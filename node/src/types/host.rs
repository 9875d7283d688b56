#![allow(dead_code)] // TODO Remove eventually

use std::fmt;
use std::str::FromStr;
use std::sync::Arc;

use common::hex;
use subtle::ConstantTimeEq;

use crate::api::ApiClient;

pub type Port = u16;
pub type InstanceId = String;
pub type EnclaveId = String;

pub type ApiClientType = Arc<dyn ApiClient + Send + Sync>;

#[derive(Clone)]
pub struct AuthToken([u8; Self::LENGTH]);

impl AuthToken {
    const LENGTH: usize = 32;

    pub fn new(bytes: [u8; Self::LENGTH]) -> Self {
        Self(bytes)
    }

    #[cfg(test)]
    pub fn string(&self) -> String {
        hex::encode(self.0.as_slice())
    }
}

// AuthToken is a secret. We need to compare in constant time.

impl ConstantTimeEq for AuthToken {
    fn ct_eq(&self, other: &Self) -> subtle::Choice {
        self.0.as_slice().ct_eq(other.0.as_slice())
    }
}

impl PartialEq for AuthToken {
    fn eq(&self, other: &Self) -> bool {
        self.ct_eq(other).into()
    }
}

impl Eq for AuthToken {}

impl FromStr for AuthToken {
    type Err = hex::DecodeError;

    fn from_str(hex: &str) -> Result<Self, Self::Err> {
        let mut bytes = [0u8; Self::LENGTH];
        hex::decode_to_slice_ct(hex, bytes.as_mut_slice())
            .map(|()| Self::new(bytes))
    }
}

impl fmt::Debug for AuthToken {
    fn fmt(&self, f: &mut fmt::Formatter<'_>) -> fmt::Result {
        // Avoid formatting secrets.
        f.write_str("AuthToken(..)")
    }
}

TASK DIRECTIONS: Copy exactly the lines running from the one that contains "in constant time." to the end of the material, both ends included.

EXPECTED ANSWER:
// AuthToken is a secret. We need to compare in constant time.

impl ConstantTimeEq for AuthToken {
    fn ct_eq(&self, other: &Self) -> subtle::Choice {
        self.0.as_slice().ct_eq(other.0.as_slice())
    }
}

impl PartialEq for AuthToken {
    fn eq(&self, other: &Self) -> bool {
        self.ct_eq(other).into()
    }
}

impl Eq for AuthToken {}

impl FromStr for AuthToken {
    type Err = hex::DecodeError;

    fn from_str(hex: &str) -> Result<Self, Self::Err> {
        let mut bytes = [0u8; Self::LENGTH];
        hex::decode_to_slice_ct(hex, bytes.as_mut_slice())
            .map(|()| Self::new(bytes))
    }
}

impl fmt::Debug for AuthToken {
    fn fmt(&self, f: &mut fmt::Formatter<'_>) -> fmt::Result {
        // Avoid formatting secrets.
        f.write_str("AuthToken(..)")
    }
}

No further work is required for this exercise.